━━━━━ Working data ━━━━━

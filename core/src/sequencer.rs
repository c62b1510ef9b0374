//! Bring-up and power state machine.

use log::{debug, info, warn};

use crate::bus::*;
use crate::bus::bank::Bank;
use crate::config::DriverConfig;
use crate::detect;
use crate::error::{Error, Result};
use crate::link::{InputPath, LinkConfig};
use crate::regs::{io, tx};
use crate::script::run_script;
use crate::script::tables::*;

/// Which input paths have been initialized.
#[derive(Debug, Clone, Copy, PartialEq, Eq)]
pub enum PathSet {
    Hdmi,
    Composite,
    Both,
    /// Neither path is enabled; only the bank bindings were made.
    Neither,
}

impl PathSet {
    pub fn from_link(link: &LinkConfig) -> Self {
        match (link.hdmi_enabled, link.sdp_enabled) {
            (true, true) => PathSet::Both,
            (true, false) => PathSet::Hdmi,
            (false, true) => PathSet::Composite,
            (false, false) => PathSet::Neither,
        }
    }
}

/// Device lifecycle.
#[derive(Debug, Clone, Copy, PartialEq, Eq)]
pub enum InitState {
    Uninitialized,
    Reset,
    AddressBound,
    PathInitialized(PathSet),
    PoweredDown,
    PoweredUp,
    Suspended,
}

/// Chip revision from the IO bank's info registers.
#[derive(Debug, Clone, Copy, PartialEq, Eq)]
pub struct Revision(pub u8, pub u8);

impl std::fmt::Display for Revision {
    fn fmt(&self, f: &mut std::fmt::Formatter<'_>) -> std::fmt::Result {
        write!(f, "{:02x}{:02x}", self.0, self.1)
    }
}

/// Drives the chip through [InitState].
///
/// Each transition either completes, or fails and leaves the state where it was.
#[derive(Debug, Clone)]
pub struct Sequencer {
    pub state: InitState,
    pub revision: Option<Revision>,
}

impl Default for Sequencer {
    fn default() -> Self {
        Sequencer { state: InitState::Uninitialized, revision: None }
    }
}

impl Sequencer {
    /// Perform the next bring-up transition.
    pub fn step<B: I2cBus, D: Delay>(&mut self, bus: &mut BankedBus<B, D>, cfg: &DriverConfig)
        -> Result<InitState>
    {
        use InitState::*;
        let link = &cfg.link;
        let next = match self.state {
            Uninitialized => {
                if link.sw_reset {
                    run_script(bus, "sw_reset", &SW_RESET)?;
                    let lsb = bus.read_register(Bank::Io, io::RD_INFO1)?;
                    let msb = bus.read_register(Bank::Io, io::RD_INFO2)?;
                    let rev = Revision(lsb, msb);
                    info!(target: "PROBE", "chip revision {rev}");
                    self.revision = Some(rev);
                } else {
                    debug!(target: "PROBE", "soft reset skipped");
                }
                Reset
            },

            Reset => {
                run_script(bus, "set_slave_address", &SET_SLAVE_ADDRESS)?;
                AddressBound
            },

            AddressBound => {
                let set = PathSet::from_link(link);
                for path in link.enabled_paths() {
                    run_script(bus, &format!("init {path}"), path.init_script())?;
                    if cfg.color_bars {
                        run_script(bus, &format!("colorbar {path}"), path.colorbar_script())?;
                    }
                    run_script(bus, &format!("power_down {path}"), path.power_down_script())?;
                }
                if set == PathSet::Both {
                    run_script(bus, "power_up_hdmi_rx", &POWER_UP_HDMI_RX)?;
                    run_script(bus, "enable_csi4_csi1", &ENABLE_CSI4_CSI1)?;
                    info!(target: "PROBE", "CSI-TXA and CSI-TXB enabled");
                }
                PathInitialized(set)
            },

            PathInitialized(_) => {
                run_script(bus, "set_virtual_channel", link.vc.script())?;
                info!(target: "PROBE", "virtual channel {}", link.vc.get());
                PoweredDown
            },

            PoweredDown | PoweredUp => return Ok(self.state),
            Suspended => return Err(Error::Invalid("device is suspended")),
        };
        self.state = next;
        Ok(next)
    }

    /// Step until the chip is initialized and powered down.
    pub fn bring_up<B: I2cBus, D: Delay>(&mut self, bus: &mut BankedBus<B, D>, cfg: &DriverConfig)
        -> Result<()>
    {
        while !matches!(self.state, InitState::PoweredDown | InitState::PoweredUp) {
            self.step(bus, cfg)?;
        }
        Ok(())
    }

    /// Turn the transmitter for `path` on or off.
    ///
    /// HDMI re-programs the active resolution before powering up; a resolution
    /// the CP block cannot handle is logged and power-up continues. Composite
    /// checks the TXB PLL enable bit and only powers up when it is clear.
    /// Returns whether the transmitter ended up powered.
    pub fn set_power<B: I2cBus, D: Delay>(&mut self, bus: &mut BankedBus<B, D>, path: InputPath, on: bool)
        -> Result<bool>
    {
        if self.state == InitState::Suspended {
            return Err(Error::Invalid("device is suspended"));
        }
        let powered = match path {
            InputPath::Composite => {
                let val = bus.read_register(path.tx_bank(), tx::DPHY_PWDN)?;
                if on && (val & tx::PLL_EN) == 0 {
                    run_script(bus, "power_up_txb", path.power_up_script())?;
                    true
                } else {
                    run_script(bus, "power_down_txb", path.power_down_script())?;
                    false
                }
            },
            InputPath::Hdmi if on => {
                match detect::program_active_resolution(bus) {
                    Ok(_) => {},
                    Err(e @ Error::UnsupportedFormat { .. }) => {
                        warn!(target: "PWR", "{e}, powering up anyway");
                    },
                    Err(e) => return Err(e),
                }
                let val = bus.read_register(path.tx_bank(), tx::DPHY_PWDN)?;
                debug!(target: "PWR", "TXA dphy {val:02x}");
                run_script(bus, "power_up_txa", path.power_up_script())?;
                true
            },
            InputPath::Hdmi => {
                run_script(bus, "power_down_txa", path.power_down_script())?;
                false
            },
        };
        self.state = if powered { InitState::PoweredUp } else { InitState::PoweredDown };
        info!(target: "PWR", "{path} {}", if powered { "up" } else { "down" });
        Ok(powered)
    }

    /// Put the chip in its low power state.
    pub fn suspend<B: I2cBus, D: Delay>(&mut self, bus: &mut BankedBus<B, D>) -> Result<()> {
        run_script(bus, "suspend", &SUSPEND)?;
        self.state = InitState::Suspended;
        Ok(())
    }

    /// Wake the chip and re-run path initialization.
    pub fn resume<B: I2cBus, D: Delay>(&mut self, bus: &mut BankedBus<B, D>, cfg: &DriverConfig)
        -> Result<()>
    {
        run_script(bus, "resume", &RESUME)?;
        self.state = InitState::AddressBound;
        self.bring_up(bus, cfg)
    }
}

#[cfg(test)]
mod tests {
    use super::*;
    use crate::bus::mock::*;
    use crate::link::InputPath;

    #[test]
    fn bring_up_visits_every_state() {
        let mut b = banked();
        let cfg = DriverConfig::default();
        let mut seq = Sequencer::default();
        let mut seen = vec![];
        while seq.state != InitState::PoweredDown {
            seen.push(seq.step(&mut b, &cfg).unwrap());
        }
        assert_eq!(seen, vec![
            InitState::Reset,
            InitState::AddressBound,
            InitState::PathInitialized(PathSet::Hdmi),
            InitState::PoweredDown,
        ]);
        assert_eq!(seq.revision, Some(Revision(0, 0)));
        assert_eq!(b.delay.waits.first(), Some(&5));
    }

    #[test]
    fn failed_step_keeps_state() {
        let mut b = banked();
        let cfg = DriverConfig::default();
        let mut seq = Sequencer::default();
        seq.step(&mut b, &cfg).unwrap();
        b.bus.fail_at = Some(b.bus.log.len() + 3);
        assert!(matches!(seq.step(&mut b, &cfg), Err(Error::Script { offset: 3, .. })));
        assert_eq!(seq.state, InitState::Reset);
    }

    #[test]
    fn composite_power_follows_pll_bit() {
        let mut b = banked();
        b.banks.bind(Bank::Txb, 0x48);
        let mut seq = Sequencer { state: InitState::PoweredDown, revision: None };

        assert_eq!(seq.set_power(&mut b, InputPath::Composite, true), Ok(true));
        assert_eq!(b.bus.writes()[0], (0x48, 0x00, 0x81));

        // PLL already running: asking for power-up powers down instead.
        b.bus.regs.insert((0x48, 0x1E), 0x40);
        b.bus.log.clear();
        assert_eq!(seq.set_power(&mut b, InputPath::Composite, true), Ok(false));
        assert_eq!(b.bus.writes()[0], (0x48, 0x31, 0x82));
        assert_eq!(seq.state, InitState::PoweredDown);
    }

    #[test]
    fn suspended_rejects_power() {
        let mut b = banked();
        let mut seq = Sequencer::default();
        seq.suspend(&mut b).unwrap();
        assert_eq!(b.bus.writes(), vec![(0x70, 0x0C, 0x00)]);
        assert!(seq.set_power(&mut b, InputPath::Hdmi, true).is_err());
    }
}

━━━━━

> _Exercise aim_
Among the entries above, locate the lines containing "pub fn from_link(link: &LinkConfig)" and "(false, true) =>", and transcribe exactly those two lines and all lines between.

> _Written response_
    pub fn from_link(link: &LinkConfig) -> Self {
        match (link.hdmi_enabled, link.sdp_enabled) {
            (true, true) => PathSet::Both,
            (true, false) => PathSet::Hdmi,
            (false, true) => PathSet::Composite,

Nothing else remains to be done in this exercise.